Amber and Scott were plainly visible now. Also plainly visible between them, was a two-and-a-half foot doglike snout panting between them. Amber and Scott turned slowly to see a humanoid head covered in pinkish-brown skin with long, floppy ears. Its grey eyes looked at each of them in turn, and they were exactly like a humans’.

“Aaaaaaaaaahhhhhhhh!” they screamed.

“Yaaaaaaahhhhhhhhhh!” it screeched back. A fist came from behind it and smacked it on its head. “Ahh!” it cried, holding disproportionally large hands with long, claw-hooked fingers to its head. It scampered away from the other creature behind it. If they weren’t crouched, Scott estimated them to be eight or nine feet tall, resembling dirty, muscular humans wearing loincloths.

“Akcha-k! Know better than that!” the second one barked, stepping into the light and frowning at the first.

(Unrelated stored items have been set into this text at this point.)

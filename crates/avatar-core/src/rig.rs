//! Humanoid rig: normalized bones, their transforms, and the avatar model
//!
//! The avatar is headless state: bone local transforms plus blend-shape
//! weights. A renderer consumes this state; every animation loop in the
//! engine mutates it through the `Avatar` handle.

use std::fmt;
use std::str::FromStr;
use std::sync::atomic::{AtomicU64, Ordering};

use glam::{Quat, Vec3};
use parking_lot::Mutex;
use serde::{Deserialize, Serialize};

use crate::error::Error;
use crate::shape::{BlendShape, BlendShapeStore};

/// Normalized humanoid bones, matching the VRM humanoid bone set this
/// engine animates.
#[derive(Debug, Clone, Copy, PartialEq, Eq, Hash, Serialize, Deserialize)]
#[serde(rename_all = "camelCase")]
#[repr(usize)]
pub enum HumanBone {
    Hips,
    Spine,
    Chest,
    UpperChest,
    Neck,
    Head,
    LeftShoulder,
    LeftUpperArm,
    LeftLowerArm,
    LeftHand,
    RightShoulder,
    RightUpperArm,
    RightLowerArm,
    RightHand,
    LeftUpperLeg,
    LeftLowerLeg,
    LeftFoot,
    LeftToes,
    RightUpperLeg,
    RightLowerLeg,
    RightFoot,
    RightToes,
}

impl HumanBone {
    pub const COUNT: usize = 22;

    pub const ALL: [HumanBone; Self::COUNT] = [
        HumanBone::Hips,
        HumanBone::Spine,
        HumanBone::Chest,
        HumanBone::UpperChest,
        HumanBone::Neck,
        HumanBone::Head,
        HumanBone::LeftShoulder,
        HumanBone::LeftUpperArm,
        HumanBone::LeftLowerArm,
        HumanBone::LeftHand,
        HumanBone::RightShoulder,
        HumanBone::RightUpperArm,
        HumanBone::RightLowerArm,
        HumanBone::RightHand,
        HumanBone::LeftUpperLeg,
        HumanBone::LeftLowerLeg,
        HumanBone::LeftFoot,
        HumanBone::LeftToes,
        HumanBone::RightUpperLeg,
        HumanBone::RightLowerLeg,
        HumanBone::RightFoot,
        HumanBone::RightToes,
    ];

    /// Canonical camelCase name.
    pub fn name(&self) -> &'static str {
        match self {
            HumanBone::Hips => "hips",
            HumanBone::Spine => "spine",
            HumanBone::Chest => "chest",
            HumanBone::UpperChest => "upperChest",
            HumanBone::Neck => "neck",
            HumanBone::Head => "head",
            HumanBone::LeftShoulder => "leftShoulder",
            HumanBone::LeftUpperArm => "leftUpperArm",
            HumanBone::LeftLowerArm => "leftLowerArm",
            HumanBone::LeftHand => "leftHand",
            HumanBone::RightShoulder => "rightShoulder",
            HumanBone::RightUpperArm => "rightUpperArm",
            HumanBone::RightLowerArm => "rightLowerArm",
            HumanBone::RightHand => "rightHand",
            HumanBone::LeftUpperLeg => "leftUpperLeg",
            HumanBone::LeftLowerLeg => "leftLowerLeg",
            HumanBone::LeftFoot => "leftFoot",
            HumanBone::LeftToes => "leftToes",
            HumanBone::RightUpperLeg => "rightUpperLeg",
            HumanBone::RightLowerLeg => "rightLowerLeg",
            HumanBone::RightFoot => "rightFoot",
            HumanBone::RightToes => "rightToes",
        }
    }
}

impl fmt::Display for HumanBone {
    fn fmt(&self, f: &mut fmt::Formatter<'_>) -> fmt::Result {
        f.write_str(self.name())
    }
}

impl FromStr for HumanBone {
    type Err = Error;

    fn from_str(s: &str) -> Result<Self, Self::Err> {
        Self::ALL
            .iter()
            .copied()
            .find(|bone| bone.name() == s)
            .ok_or_else(|| Error::UnknownBone(s.to_string()))
    }
}

/// Humanoid metadata version of the loaded model.
///
/// `V0` models store rotation and position tracks in a mirrored convention
/// and need component sign flips during retargeting.
#[derive(Debug, Clone, Copy, PartialEq, Eq, Default, Serialize, Deserialize)]
pub enum RigVersion {
    V0,
    #[default]
    V1,
}

/// Local transform state of one bone.
#[derive(Debug, Clone, Copy)]
pub struct BoneState {
    /// Rest-pose local rotation, fixed at load time.
    pub rest_rotation: Quat,
    /// Current local rotation.
    pub rotation: Quat,
    /// Current local position offset (used by retargeted hip bob).
    pub position: Vec3,
}

impl BoneState {
    pub fn new(rest_rotation: Quat) -> Self {
        Self { rest_rotation, rotation: rest_rotation, position: Vec3::ZERO }
    }
}

/// The bone set of one loaded model.
///
/// Bones are optional: a model missing a bone feature-detects to a no-op in
/// every motion that would drive it.
#[derive(Debug, Clone)]
pub struct AvatarRig {
    bones: [Option<BoneState>; HumanBone::COUNT],
    hips_height: f32,
    version: RigVersion,
}

impl AvatarRig {
    /// A rig with the given bones present at identity rest rotation.
    pub fn with_bones(bones: &[HumanBone], hips_height: f32, version: RigVersion) -> Self {
        let mut slots = [None; HumanBone::COUNT];
        for bone in bones {
            slots[*bone as usize] = Some(BoneState::new(Quat::IDENTITY));
        }
        Self { bones: slots, hips_height, version }
    }

    /// A complete humanoid rig with every bone present.
    pub fn humanoid(hips_height: f32, version: RigVersion) -> Self {
        Self::with_bones(&HumanBone::ALL, hips_height, version)
    }

    pub fn has_bone(&self, bone: HumanBone) -> bool {
        self.bones[bone as usize].is_some()
    }

    pub fn bone(&self, bone: HumanBone) -> Option<&BoneState> {
        self.bones[bone as usize].as_ref()
    }

    pub fn bone_mut(&mut self, bone: HumanBone) -> Option<&mut BoneState> {
        self.bones[bone as usize].as_mut()
    }

    /// Hip height above the model root at bind pose, in world units.
    pub fn hips_height(&self) -> f32 {
        self.hips_height
    }

    pub fn version(&self) -> RigVersion {
        self.version
    }
}

/// Shared handle to the mutable avatar model.
///
/// Bones and blend shapes sit behind separate locks because their writers
/// are distinct domains (animator/clip player vs. lip-sync/blink). Locks are
/// held only within one frame callback, never across an await.
pub struct Avatar {
    rig: Mutex<AvatarRig>,
    shapes: Mutex<BlendShapeStore>,
    generation: AtomicU64,
}

impl Avatar {
    pub fn new(rig: AvatarRig) -> Self {
        Self {
            rig: Mutex::new(rig),
            shapes: Mutex::new(BlendShapeStore::new()),
            generation: AtomicU64::new(0),
        }
    }

    /// Monotonic counter bumped on every model swap. Retargeted-clip caches
    /// key on this.
    pub fn generation(&self) -> u64 {
        self.generation.load(Ordering::Acquire)
    }

    /// Replace the loaded model. Shape weights reset; in-flight animations
    /// referencing the old rig observe the generation bump and abandon.
    pub fn swap_rig(&self, rig: AvatarRig) {
        *self.rig.lock() = rig;
        self.shapes.lock().reset();
        self.generation.fetch_add(1, Ordering::AcqRel);
    }

    /// Clone of the current rig, for code that needs bind-pose data without
    /// holding the model lock (clip retargeting).
    pub fn rig_snapshot(&self) -> AvatarRig {
        self.rig.lock().clone()
    }

    pub fn has_bone(&self, bone: HumanBone) -> bool {
        self.rig.lock().has_bone(bone)
    }

    pub fn bone_rotation(&self, bone: HumanBone) -> Option<Quat> {
        self.rig.lock().bone(bone).map(|b| b.rotation)
    }

    /// Set a bone's local rotation; a missing bone is a silent no-op.
    pub fn set_bone_rotation(&self, bone: HumanBone, rotation: Quat) {
        if let Some(state) = self.rig.lock().bone_mut(bone) {
            state.rotation = rotation;
        }
    }

    pub fn bone_position(&self, bone: HumanBone) -> Option<Vec3> {
        self.rig.lock().bone(bone).map(|b| b.position)
    }

    pub fn set_bone_position(&self, bone: HumanBone, position: Vec3) {
        if let Some(state) = self.rig.lock().bone_mut(bone) {
            state.position = position;
        }
    }

    pub fn hips_height(&self) -> f32 {
        self.rig.lock().hips_height()
    }

    pub fn version(&self) -> RigVersion {
        self.rig.lock().version()
    }

    pub fn shape_value(&self, shape: BlendShape) -> f32 {
        self.shapes.lock().value(shape)
    }

    pub fn set_shape(&self, shape: BlendShape, weight: f32) {
        self.shapes.lock().set(shape, weight);
    }

    pub fn blend_shape_toward(&self, shape: BlendShape, target: f32, factor: f32) {
        self.shapes.lock().blend_toward(shape, target, factor);
    }

    pub fn decay_shape(&self, shape: BlendShape, retention: f32) {
        self.shapes.lock().decay(shape, retention);
    }
}
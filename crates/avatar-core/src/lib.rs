//! Core traits and types for the avatar engine
//!
//! This crate provides foundational types used across all other crates:
//! - The humanoid rig and its bones
//! - Blend-shape enumeration and weight store
//! - Animation plan types (steps, tags, static tables)
//! - The cooperative frame scheduler
//! - Interpolation helpers

pub mod error;
pub mod math;
pub mod plan;
pub mod rig;
pub mod sched;
pub mod shape;

pub use error::{Error, Result};
pub use plan::{AnimationPlan, AnimationStep, EmotionTag, GestureTag, HeadMotionTag};
pub use rig::{Avatar, AvatarRig, BoneState, HumanBone, RigVersion};
pub use sched::{FrameScheduler, TaskHandle, Tick};
pub use shape::{BlendShape, BlendShapeStore};
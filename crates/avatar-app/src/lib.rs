//! Session orchestration for the avatar agent
//!
//! Wires the engine together for one conversation: chat reply → animation
//! plan + synthesized speech (concurrently) → sequenced animation with
//! live lip sync.

mod session;

pub use session::Session;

“See-zee! Thun is sorry!” The first creature turned to the shocked teenagers and bowed its head low. “Thun is sorry, yes. G’tak, zg’urk. Thun mean no harm.” They glanced at one another.

“Uh…apology accepted.” Amber said uncertainly. Thun leapt up and clapped his hands.

“Cuz not mad! Good, th-sss-kkk, that very good!”

“Ng’rth. Thousand pardons for Thun. He…special.” the second one said, then bowed low, his spine curving unnaturally. “Me Gh’mat, sent to get cuz, iscnass’m, and vimtah away from nasty iscnass’m. He bad, very fuulnmb, bad. We douth-sorry, we smell. If he go around, no more meats.”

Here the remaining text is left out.